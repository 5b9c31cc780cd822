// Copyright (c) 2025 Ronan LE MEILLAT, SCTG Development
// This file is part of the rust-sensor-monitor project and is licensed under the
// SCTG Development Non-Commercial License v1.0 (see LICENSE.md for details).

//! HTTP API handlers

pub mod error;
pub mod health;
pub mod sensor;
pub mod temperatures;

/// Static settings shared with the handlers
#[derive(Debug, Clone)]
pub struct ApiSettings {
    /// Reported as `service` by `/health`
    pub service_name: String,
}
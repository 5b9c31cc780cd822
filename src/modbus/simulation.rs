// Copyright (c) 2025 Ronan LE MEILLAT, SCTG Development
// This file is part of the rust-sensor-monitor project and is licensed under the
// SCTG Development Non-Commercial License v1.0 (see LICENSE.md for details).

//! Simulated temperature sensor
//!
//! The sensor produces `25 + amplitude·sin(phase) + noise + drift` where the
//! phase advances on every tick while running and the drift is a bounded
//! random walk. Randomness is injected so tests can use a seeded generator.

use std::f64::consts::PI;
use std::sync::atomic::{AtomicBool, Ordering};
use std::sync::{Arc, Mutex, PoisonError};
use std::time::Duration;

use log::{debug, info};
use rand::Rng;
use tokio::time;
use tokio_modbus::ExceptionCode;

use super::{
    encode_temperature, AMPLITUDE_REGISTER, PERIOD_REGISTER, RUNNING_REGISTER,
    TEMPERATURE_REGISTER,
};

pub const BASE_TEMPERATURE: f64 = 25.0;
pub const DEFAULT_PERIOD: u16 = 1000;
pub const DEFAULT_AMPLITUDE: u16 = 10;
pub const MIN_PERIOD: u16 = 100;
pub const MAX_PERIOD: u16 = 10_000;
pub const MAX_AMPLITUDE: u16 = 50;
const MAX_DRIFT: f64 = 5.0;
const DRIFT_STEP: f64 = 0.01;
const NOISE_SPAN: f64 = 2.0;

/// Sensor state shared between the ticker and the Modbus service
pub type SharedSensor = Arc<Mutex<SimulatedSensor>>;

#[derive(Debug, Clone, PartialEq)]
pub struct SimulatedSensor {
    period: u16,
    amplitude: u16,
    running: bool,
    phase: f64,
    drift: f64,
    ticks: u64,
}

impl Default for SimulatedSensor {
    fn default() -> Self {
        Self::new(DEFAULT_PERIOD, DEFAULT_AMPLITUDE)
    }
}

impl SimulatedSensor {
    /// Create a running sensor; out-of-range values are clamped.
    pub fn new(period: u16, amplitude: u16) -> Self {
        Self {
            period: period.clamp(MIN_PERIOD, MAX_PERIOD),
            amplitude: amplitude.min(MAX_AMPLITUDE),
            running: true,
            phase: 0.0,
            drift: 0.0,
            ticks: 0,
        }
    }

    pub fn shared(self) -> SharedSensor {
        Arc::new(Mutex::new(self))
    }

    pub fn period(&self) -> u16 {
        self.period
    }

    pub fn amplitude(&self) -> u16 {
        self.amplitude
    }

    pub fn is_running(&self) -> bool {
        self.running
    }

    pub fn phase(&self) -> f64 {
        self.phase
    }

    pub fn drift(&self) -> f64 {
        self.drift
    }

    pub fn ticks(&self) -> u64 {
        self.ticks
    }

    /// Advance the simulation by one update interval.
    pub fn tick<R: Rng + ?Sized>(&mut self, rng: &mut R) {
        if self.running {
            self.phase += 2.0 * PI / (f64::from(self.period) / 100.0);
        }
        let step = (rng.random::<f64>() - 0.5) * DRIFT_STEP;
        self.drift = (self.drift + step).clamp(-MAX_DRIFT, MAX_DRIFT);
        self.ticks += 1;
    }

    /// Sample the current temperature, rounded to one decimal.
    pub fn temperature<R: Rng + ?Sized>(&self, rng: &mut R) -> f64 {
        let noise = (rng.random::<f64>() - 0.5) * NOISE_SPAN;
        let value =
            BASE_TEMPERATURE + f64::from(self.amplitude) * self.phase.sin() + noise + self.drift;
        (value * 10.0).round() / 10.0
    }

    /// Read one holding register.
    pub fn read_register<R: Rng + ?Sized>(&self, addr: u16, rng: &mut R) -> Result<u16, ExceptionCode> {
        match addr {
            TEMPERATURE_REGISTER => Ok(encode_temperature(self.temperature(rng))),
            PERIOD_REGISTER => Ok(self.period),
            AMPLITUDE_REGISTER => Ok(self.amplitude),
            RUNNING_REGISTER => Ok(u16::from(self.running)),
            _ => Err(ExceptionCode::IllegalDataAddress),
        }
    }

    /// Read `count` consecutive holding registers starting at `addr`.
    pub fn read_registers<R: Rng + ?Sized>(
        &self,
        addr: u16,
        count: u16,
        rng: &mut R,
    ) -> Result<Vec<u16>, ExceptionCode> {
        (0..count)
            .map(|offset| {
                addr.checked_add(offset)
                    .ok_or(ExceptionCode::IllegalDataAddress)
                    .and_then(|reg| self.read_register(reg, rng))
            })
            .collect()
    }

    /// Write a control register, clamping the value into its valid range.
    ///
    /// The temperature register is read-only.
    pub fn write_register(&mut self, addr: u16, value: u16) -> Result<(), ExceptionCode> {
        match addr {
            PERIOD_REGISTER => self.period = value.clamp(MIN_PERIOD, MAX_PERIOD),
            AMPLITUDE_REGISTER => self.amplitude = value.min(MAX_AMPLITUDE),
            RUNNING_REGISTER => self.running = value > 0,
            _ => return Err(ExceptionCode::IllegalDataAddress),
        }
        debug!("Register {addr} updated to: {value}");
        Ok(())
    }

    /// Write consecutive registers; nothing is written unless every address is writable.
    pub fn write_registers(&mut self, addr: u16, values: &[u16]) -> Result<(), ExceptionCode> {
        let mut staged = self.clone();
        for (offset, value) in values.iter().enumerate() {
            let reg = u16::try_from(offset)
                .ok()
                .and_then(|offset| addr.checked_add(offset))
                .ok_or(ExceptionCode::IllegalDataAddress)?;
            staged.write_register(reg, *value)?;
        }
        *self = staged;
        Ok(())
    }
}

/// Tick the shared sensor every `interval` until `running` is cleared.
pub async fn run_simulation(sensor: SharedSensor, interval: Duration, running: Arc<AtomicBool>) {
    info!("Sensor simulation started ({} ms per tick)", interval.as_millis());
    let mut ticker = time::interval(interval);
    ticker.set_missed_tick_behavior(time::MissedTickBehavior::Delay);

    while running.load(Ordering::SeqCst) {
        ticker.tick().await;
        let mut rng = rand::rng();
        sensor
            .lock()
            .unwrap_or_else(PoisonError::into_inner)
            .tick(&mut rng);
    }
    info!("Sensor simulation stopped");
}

* * *

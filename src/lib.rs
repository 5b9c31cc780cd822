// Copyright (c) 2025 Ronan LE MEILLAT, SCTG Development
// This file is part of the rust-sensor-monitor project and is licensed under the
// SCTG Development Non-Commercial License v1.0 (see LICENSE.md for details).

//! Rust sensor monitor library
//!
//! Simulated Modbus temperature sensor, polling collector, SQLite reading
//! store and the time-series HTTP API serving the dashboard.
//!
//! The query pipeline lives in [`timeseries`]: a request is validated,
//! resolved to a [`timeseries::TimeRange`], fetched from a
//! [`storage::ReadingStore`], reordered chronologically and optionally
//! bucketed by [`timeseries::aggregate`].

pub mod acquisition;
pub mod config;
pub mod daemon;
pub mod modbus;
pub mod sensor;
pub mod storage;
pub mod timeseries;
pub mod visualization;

### TASK PROMPT
Your answer should be the lines of the records that hold the string "impl".

### RESPONSE
impl Default for SimulatedSensor {
impl SimulatedSensor {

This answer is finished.